The executive order proposes a $300 federal enhancement, with the opportunity for states to add another $100 using funds left over from the CARES Act benefit package approved in late March. Louisiana already has allocated its CARES Act money to pay for state and local government responses to COVID-19, to reimburse small businesses for COVID-19-related expenses, and to give $250 one-time payments to frontline workers.
The federal benefit would be retroactive to Aug. 1. Edwards said he does not know when the money will be available.
It was unclear at first whether Louisiana residents who are being paid less than $100 per week in state benefits would be eligible for the new enhancement. Edwards said Thursday that they will be, though distributing the money will require some tweaks to the state’s system that the vendor is working on now.
Under the White House plan, the additional benefits would be paid for with $44 billion in disaster relief funds overseen by the Federal Emergency Management Agency that usually are used for natural disasters. The money is expected to last about five weeks.
Edwards continues to push for federal help to shore up the state’s unemployment insurance trust fund, which currently contains about $230 million compared to more than $1 billion before the COVID-19 pandemic began. To replenish the fund, state government is nearing the point where it will be forced to either raise taxes on businesses or borrow money from the federal government and imposing fees on businesses to pay back the loan.

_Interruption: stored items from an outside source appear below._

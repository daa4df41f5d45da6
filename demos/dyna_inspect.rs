//! A small inspection CLI exercising `binout`, `d3plot` and key file
//! parsing end to end, in the spirit of the library's own test fixtures.

use clap::{Parser, Subcommand};
use dynareadout::{Binout, D3plot, KeyFile};
use dynareadout::key::ParseConfig;

#[derive(Parser)]
#[command(name = "dyna-inspect", about = "Inspect LS-DYNA binout/d3plot/key files")]
struct Cli {
    #[command(subcommand)]
    command: Command,
}

#[derive(Subcommand)]
enum Command {
    /// Print the variable tree of a binout file family.
    Binout { pattern: String },
    /// Print control-data summary and state count of a d3plot file family.
    D3plot { path: String },
    /// Print the keywords found in a key file deck.
    Key {
        path: String,
        #[arg(long)]
        no_includes: bool,
    },
}

fn main() -> anyhow::Result<()> {
    tracing_subscriber::fmt()
        .with_env_filter(tracing_subscriber::EnvFilter::from_default_env())
        .init();

    let cli = Cli::parse();
    match cli.command {
        Command::Binout { pattern } => {
            let binout = Binout::open(&pattern)?;
            print!("{}", binout.debug_tree());
            for (path, message) in binout.file_errors() {
                eprintln!("warning: {}: {message}", path.display());
            }
        }
        Command::D3plot { path } => {
            let plot = D3plot::open(&path)?;
            let control = plot.control();
            println!("title: {}", control.title.trim());
            println!("numnp: {}", control.numnp);
            println!("parts: {}", plot.num_parts());
            println!("states: {}", plot.states().len());
        }
        Command::Key { path, no_includes } => {
            let config = ParseConfig {
                parse_includes: !no_includes,
                ..ParseConfig::default()
            };
            let key_file = KeyFile::parse(&path, &config)?;
            for keyword in key_file.keywords() {
                println!("*{} ({} cards)", keyword.name, keyword.cards.len());
            }
            for warning in key_file.warnings() {
                eprintln!("warning: {warning}");
            }
        }
    }

    Ok(())
}
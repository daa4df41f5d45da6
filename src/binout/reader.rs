//! Consume CD/DATA records into the directory; typed and timed random reads.

use byteorder::ReadBytesExt;
use glob::glob;
use rayon::prelude::*;
use std::io::{Read, Seek, SeekFrom};
use std::path::{Path, PathBuf};
use tracing::debug;

use super::directory::{BinoutDirectory, Children, FileEntry};
use super::records::{read_uint_field, Command, Header};
use crate::error::BinoutError;
use crate::multi_file::MultiFile;
use crate::path_view::{join_and_canonicalize, PathView};
use crate::value::{decode_elements, BinoutScalar, ValueType};

/// A parsed (but not yet merged) effect of one file's record stream, kept
/// separate from the shared `BinoutDirectory` so that parsing can run in
/// parallel across files and merge deterministically by
/// `physical_file_index` afterwards.
enum ParsedEntry {
    EnsureFolder(Vec<String>),
    InsertFile(Vec<String>, FileEntry),
}

/// Flattened result of `read_timed`: `num_timesteps` rows of `per_step`
/// values each, laid out row-major.
#[derive(Debug, Clone)]
pub struct TimedSeries<T> {
    pub num_timesteps: usize,
    pub per_step: usize,
    pub values: Vec<T>,
}

/// A binout file family opened as one virtual filesystem.
pub struct Binout {
    directory: BinoutDirectory,
    files: Vec<MultiFile>,
    file_errors: Vec<(PathBuf, String)>,
}

impl Binout {
    /// Open every file matching `pattern` (a glob), parsing each
    /// independently — in parallel, via `rayon` — and merging the results
    /// into one directory in ascending `physical_file_index` order so the
    /// merge is deterministic regardless of completion order.
    #[tracing::instrument(skip_all, fields(pattern))]
    pub fn open(pattern: &str) -> Result<Binout, BinoutError> {
        let mut paths: Vec<PathBuf> = glob(pattern)
            .map_err(|e| BinoutError::NoFilesFound(format!("{pattern}: {e}")))?
            .filter_map(Result::ok)
            .collect();
        paths.sort();
        if paths.is_empty() {
            return Err(BinoutError::NoFilesFound(pattern.to_string()));
        }

        let mut outcomes: Vec<(usize, Result<Vec<ParsedEntry>, String>)> = paths
            .par_iter()
            .enumerate()
            .map(|(index, path)| (index, parse_one_file(path, index)))
            .collect();
        outcomes.sort_by_key(|(index, _)| *index);

        let mut directory = BinoutDirectory::new();
        let mut file_errors = Vec::new();
        for (index, outcome) in outcomes {
            match outcome {
                Ok(entries) => merge_entries(&mut directory, entries),
                Err(message) => {
                    debug!(file = %paths[index].display(), %message, "binout file skipped");
                    file_errors.push((paths[index].clone(), message));
                }
            }
        }

        let files = paths.into_iter().map(MultiFile::new).collect();
        Ok(Binout {
            directory,
            files,
            file_errors,
        })
    }

    /// Top-level folder names, in insertion order.
    pub fn root_children(&self) -> Vec<&str> {
        self.directory.roots().iter().map(|f| f.name.as_str()).collect()
    }

    pub fn variable_exists(&self, path: &str) -> bool {
        let elements = PathView::new(path).elements();
        self.directory.get_file(&elements).is_some()
    }

    /// Per-file parse failures recorded during `open`.
    pub fn file_errors(&self) -> &[(PathBuf, String)] {
        &self.file_errors
    }

    pub fn debug_tree(&self) -> String {
        self.directory.debug_tree()
    }

    /// Typed random read of a single variable's payload.
    pub fn read<T: BinoutScalar>(&self, path: &str) -> Result<Vec<T>, BinoutError> {
        let elements = PathView::new(path).elements();
        let entry = self
            .directory
            .get_file(&elements)
            .ok_or(BinoutError::PathNotFound)?;
        if entry.variable_type != T::CODE {
            return Err(BinoutError::TypeMismatch {
                path: path.to_string(),
                actual: entry.variable_type,
                requested: T::CODE,
            });
        }
        let bytes = self.read_raw(entry)?;
        Ok(decode_elements(&bytes))
    }

    /// Read a variable scattered across `d000001, d000002, …` sibling
    /// folders under a common parent.
    pub fn read_timed<T: BinoutScalar>(&self, path: &str) -> Result<TimedSeries<T>, BinoutError> {
        let elements = PathView::new(path).elements();
        if elements.len() < 2 {
            return Err(BinoutError::InvalidPath(path.to_string()));
        }
        let (parent_elements, name) = elements.split_at(elements.len() - 1);
        let variable_name = name[0];

        let parent = self
            .directory
            .folder(parent_elements)
            .ok_or(BinoutError::PathNotFound)?;
        let steps = match &parent.children {
            Children::Folders(sub) => sub,
            _ => return Err(BinoutError::PathNotFound),
        };

        let mut values = Vec::new();
        let mut expected_len: Option<u64> = None;
        let mut count = 0usize;

        for step in steps {
            let file_entry = match &step.children {
                Children::Files(files) => files.iter().find(|f| f.name == variable_name),
                _ => None,
            }
            .ok_or(BinoutError::PathNotFound)?;

            if file_entry.variable_type != T::CODE {
                return Err(BinoutError::TypeMismatch {
                    path: path.to_string(),
                    actual: file_entry.variable_type,
                    requested: T::CODE,
                });
            }
            match expected_len {
                None => expected_len = Some(file_entry.payload_size),
                Some(len) if len == file_entry.payload_size => {}
                Some(_) => {
                    return Err(BinoutError::InconsistentTimesteps {
                        path: path.to_string(),
                    })
                }
            }

            let bytes = self.read_raw(file_entry)?;
            values.extend(decode_elements::<T>(&bytes));
            count += 1;
        }

        let per_step = expected_len
            .map(|len| (len as usize) / T::CODE.size().max(1))
            .unwrap_or(0);
        Ok(TimedSeries {
            num_timesteps: count,
            per_step,
            values,
        })
    }

    fn read_raw(&self, entry: &FileEntry) -> Result<Vec<u8>, BinoutError> {
        let mut ticket = self.files[entry.physical_file_index].access();
        ticket.seek(SeekFrom::Start(entry.file_offset))?;
        let mut buf = vec![0u8; entry.payload_size as usize];
        ticket.read_exact(&mut buf)?;
        Ok(buf)
    }
}

fn merge_entries(directory: &mut BinoutDirectory, entries: Vec<ParsedEntry>) {
    for entry in entries {
        match entry {
            ParsedEntry::EnsureFolder(elements) => {
                let refs: Vec<&str> = elements.iter().map(String::as_str).collect();
                directory.ensure_folder_path(&refs);
            }
            ParsedEntry::InsertFile(parent, file) => {
                let refs: Vec<&str> = parent.iter().map(String::as_str).collect();
                directory.insert_file(&refs, file);
            }
        }
    }
}

/// Read the record-length field by hand so a clean end-of-file (zero bytes
/// available) can be distinguished from a truncated record.
fn try_read_length(
    ticket: &mut crate::multi_file::Ticket,
    width: u8,
) -> std::io::Result<Option<u64>> {
    let mut buf = [0u8; 8];
    let first = ticket.read(&mut buf[0..1])?;
    if first == 0 {
        return Ok(None);
    }
    if width > 1 {
        ticket.read_exact(&mut buf[1..width as usize])?;
    }
    let mut value = 0u64;
    for byte in buf[..width as usize].iter().rev() {
        value = (value << 8) | *byte as u64;
    }
    Ok(Some(value))
}

fn parse_one_file(path: &Path, file_index: usize) -> Result<Vec<ParsedEntry>, String> {
    let handle = MultiFile::new(path);
    let mut ticket = handle.access();
    if ticket.is_sentinel() {
        return Err(format!("{}: could not open file", path.display()));
    }

    let header = Header::read(&mut ticket, path).map_err(|e| format!("{}: {e}", path.display()))?;
    let mut entries = Vec::new();
    let mut current_path = String::from("/");

    loop {
        let record_length = match try_read_length(&mut ticket, header.length_field_size) {
            Ok(None) => break,
            Ok(Some(v)) => v,
            Err(e) => return Err(format!("{}: truncated record length: {e}", path.display())),
        };
        let command_code = read_uint_field(&mut ticket, header.command_field_size)
            .map_err(|e| format!("{}: truncated command: {e}", path.display()))?;
        let header_fields = header.length_field_size as u64 + header.command_field_size as u64;
        let payload_len = record_length.saturating_sub(header_fields);

        match Command::from_code(command_code) {
            Command::Cd => {
                let mut buf = vec![0u8; payload_len as usize];
                ticket
                    .read_exact(&mut buf)
                    .map_err(|e| format!("{}: truncated CD payload: {e}", path.display()))?;
                let relative = String::from_utf8_lossy(&buf)
                    .trim_end_matches('\0')
                    .to_string();
                current_path = join_and_canonicalize(&current_path, &relative);
                let elements: Vec<String> = PathView::new(&current_path)
                    .elements()
                    .into_iter()
                    .map(String::from)
                    .collect();
                entries.push(ParsedEntry::EnsureFolder(elements));
            }
            Command::Data => {
                let type_id = read_uint_field(&mut ticket, header.typeid_field_size)
                    .map_err(|e| format!("{}: truncated type id: {e}", path.display()))?;
                let name_len = read_uint_field(&mut ticket, 1)
                    .map_err(|e| format!("{}: truncated name length: {e}", path.display()))?
                    as usize;
                let mut name_buf = vec![0u8; name_len];
                ticket
                    .read_exact(&mut name_buf)
                    .map_err(|e| format!("{}: truncated variable name: {e}", path.display()))?;
                let name = String::from_utf8_lossy(&name_buf).to_string();

                let consumed = header.typeid_field_size as u64 + 1 + name_len as u64;
                let remaining = payload_len.saturating_sub(consumed);
                let offset = ticket
                    .seek(SeekFrom::Current(0))
                    .map_err(|e| format!("{}: tell failed: {e}", path.display()))?;
                ticket
                    .seek(SeekFrom::Current(remaining as i64))
                    .map_err(|e| format!("{}: seek past payload failed: {e}", path.display()))?;

                let parent_elements: Vec<String> = PathView::new(&current_path)
                    .elements()
                    .into_iter()
                    .map(String::from)
                    .collect();
                entries.push(ParsedEntry::InsertFile(
                    parent_elements,
                    FileEntry {
                        name,
                        variable_type: ValueType::from_code(type_id),
                        payload_size: remaining,
                        physical_file_index: file_index,
                        file_offset: offset,
                    },
                ));
            }
            _ => {
                ticket
                    .seek(SeekFrom::Current(payload_len as i64))
                    .map_err(|e| format!("{}: skip failed: {e}", path.display()))?;
            }
        }
    }

    Ok(entries)
}

#[cfg(test)]
mod tests {
    use super::*;
    use std::io::Write;
    use tempfile::tempdir;

    /// Build a minimal binout file: one CD into `/nodout`, one DATA record
    /// `legend` (i8) under it.
    fn write_sample_binout(path: &Path) {
        let mut file = std::fs::File::create(path).unwrap();
        // header: header_size=8, length=4, offset=8, command=1, typeid=1, little-endian, IEEE
        file.write_all(&[8, 4, 8, 1, 1, 1, 0, 0]).unwrap();

        // CD record: path "/nodout"
        let cd_path = b"/nodout";
        let cd_record_len = 4u32 + 1 + cd_path.len() as u32;
        file.write_all(&cd_record_len.to_le_bytes()).unwrap();
        file.write_all(&[2u8]).unwrap(); // CD command
        file.write_all(cd_path).unwrap();

        // DATA record: variable "legend", type INT8 (1), payload "hi"
        let name = b"legend";
        let payload = b"hi";
        let data_record_len = 4u32 + 1 + 1 + 1 + name.len() as u32 + payload.len() as u32;
        file.write_all(&data_record_len.to_le_bytes()).unwrap();
        file.write_all(&[3u8]).unwrap(); // DATA command
        file.write_all(&[1u8]).unwrap(); // type_id = INT8
        file.write_all(&[name.len() as u8]).unwrap();
        file.write_all(name).unwrap();
        file.write_all(payload).unwrap();
    }

    #[test]
    fn opens_and_reads_a_variable() {
        let dir = tempdir().unwrap();
        let path = dir.path().join("binout0000");
        write_sample_binout(&path);

        let pattern = dir.path().join("binout*").to_string_lossy().into_owned();
        let binout = Binout::open(&pattern).unwrap();

        assert_eq!(binout.root_children(), vec!["nodout"]);
        assert!(binout.variable_exists("/nodout/legend"));
        assert!(!binout.variable_exists("/ghost/path"));

        let values: Vec<i8> = binout.read("/nodout/legend").unwrap();
        assert_eq!(values, vec![b'h' as i8, b'i' as i8]);
    }

    #[test]
    fn type_mismatch_is_reported() {
        let dir = tempdir().unwrap();
        let path = dir.path().join("binout0000");
        write_sample_binout(&path);
        let pattern = dir.path().join("binout*").to_string_lossy().into_owned();
        let binout = Binout::open(&pattern).unwrap();

        let err = binout.read::<i32>("/nodout/legend").unwrap_err();
        assert!(matches!(err, BinoutError::TypeMismatch { .. }));
    }

    #[test]
    fn missing_variable_is_path_not_found() {
        let dir = tempdir().unwrap();
        let path = dir.path().join("binout0000");
        write_sample_binout(&path);
        let pattern = dir.path().join("binout*").to_string_lossy().into_owned();
        let binout = Binout::open(&pattern).unwrap();

        let err = binout.read::<i8>("/ghost/path").unwrap_err();
        assert!(matches!(err, BinoutError::PathNotFound));
    }

    #[test]
    fn no_matches_is_open_failed() {
        let err = Binout::open("/no/such/pattern*").unwrap_err();
        assert!(matches!(err, BinoutError::NoFilesFound(_)));
    }
}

The governor also is asking the federal government to continue full funding for National Guard deployments in the COVID-19 response through the end of the year. Federal officials have said they will continue to do so for Texas and Florida but are asking other states to come up with a 25 percent match, which would cost Louisiana about $10 million, Edwards said.
As of noon Thursday, at least 4,279 Louisiana residents with COVID-19 had died, the state health department reported.
Though Black residents, who make up about 32 percent of the state’s population, comprise more than 48 percent of the deaths, slightly more white residents have been killed according to the latest count. A few months ago, almost 70 percent of the people with the illness who had died were Black.
There were 1,281 COVID-19 patients in hospitals Thursday, and 196 of them were on ventilators.